PAR2 induces ovarian cancer cell motility by merging three signalling pathways to transactivate EGFR
Yuhong Jiang, Junxian Lim, Kai‐Chen Wu, Weijun Xu, Jacky Y. Suen, David P. Fairlie
Abstract
Background and Purpose Specific cellular functions mediated by GPCRs are often associated with signalling through a particular G protein or β‐arrestin. Here, we examine signalling through a GPCR, protease‐activated receptor 2 (PAR2), in a high‐grade serous ovarian cancer cell line (OV90).

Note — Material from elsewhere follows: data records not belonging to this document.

//! # Account Commands

use mehfil_core::{User, UserRole};
use mehfil_db::RecordStore;
use serde::Deserialize;
use tracing::debug;

use crate::error::ApiError;
use crate::state::AppState;

/// The signup form.
#[derive(Debug, Clone, Deserialize)]
#[serde(rename_all = "camelCase")]
pub struct SignupRequest {
    pub name: String,
    pub email: String,
    pub password: String,
    pub confirm_password: String,
}

pub async fn signup<S: RecordStore>(
    state: &AppState<S>,
    request: SignupRequest,
) -> Result<User, ApiError> {
    debug!(email = %request.email, "signup command");
    Ok(state
        .repos()
        .users()
        .signup(
            &request.email,
            &request.password,
            &request.confirm_password,
            &request.name,
        )
        .await?)
}

pub async fn login<S: RecordStore>(
    state: &AppState<S>,
    email: &str,
    password: &str,
) -> Result<User, ApiError> {
    Ok(state.repos().users().login(email, password).await?)
}

/// Admin-created account; `role` is `user` or `admin`.
pub async fn create_user<S: RecordStore>(
    state: &AppState<S>,
    email: &str,
    password: &str,
    name: &str,
    role: &str,
) -> Result<User, ApiError> {
    let role: UserRole = role.parse()?;
    Ok(state
        .repos()
        .users()
        .create_user(email, password, name, role)
        .await?)
}

/// Creates `admin@cafemehfil.com` unless an admin already exists.
pub async fn ensure_default_admin<S: RecordStore>(
    state: &AppState<S>,
    password: &str,
) -> Result<Option<User>, ApiError> {
    Ok(state.repos().users().ensure_default_admin(password).await?)
}

pub async fn list_users<S: RecordStore>(state: &AppState<S>) -> Result<Vec<User>, ApiError> {
    Ok(state.repos().users().list().await?)
}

Experimental Approach Human ovarian cancer tissues ( n = 1,200) and nine human ovarian cancer cell lines were assessed for PAR2 expression. PAR2 signalling mechanisms leading to cell migration and invasion were dissected using cellular assays, western blots, CRISPR‐Cas9 gene knockouts, pharmacological inhibitors of PAR2 and downstream signalling proteins in OV90 cancer cells. Key Results PAR2 was significantly overexpressed in clinical ovarian cancer tissues and in OV90 ovarian cancer cells. PAR2 agonists, an endogenous protease (trypsin) and a synthetic peptide (2f‐LIGRL‐NH 2 ), induced migration and invasion of OV90 ovarian cancer cells through activating a combination of Gα q/11 , Gα 12/13 and β‐arrestin1/2, but not Gα s or Gα i . This novel cooperative rather than parallel signalling resulted in downstream serial activation of Src kinases, then transactivation of epidermal growth factor receptor (EGFR), followed by downstream MEK–ERK1/2–FOS/MYC/STAT3–COX2 signalling. Either a PAR2 antagonist (I‐191), CRISPR‐Cas9 gene knockouts (PAR2 or Gα proteins or β‐arrestin1/2), or inhibitors of each downstream protein attenuated human ovarian cancer cell motility. Conclusion and Implications This study highlights a novel shared signalling cascade, requiring each of Gα q/11 , Gα 12/13 and β‐arrestin1/2 for PAR2‐induced ovarian cancer cell migration and invasion. This mechanism controlling a cellular function is unusual in not being linked to a specific individual G protein or β‐arrestin‐mediated signalling pathway.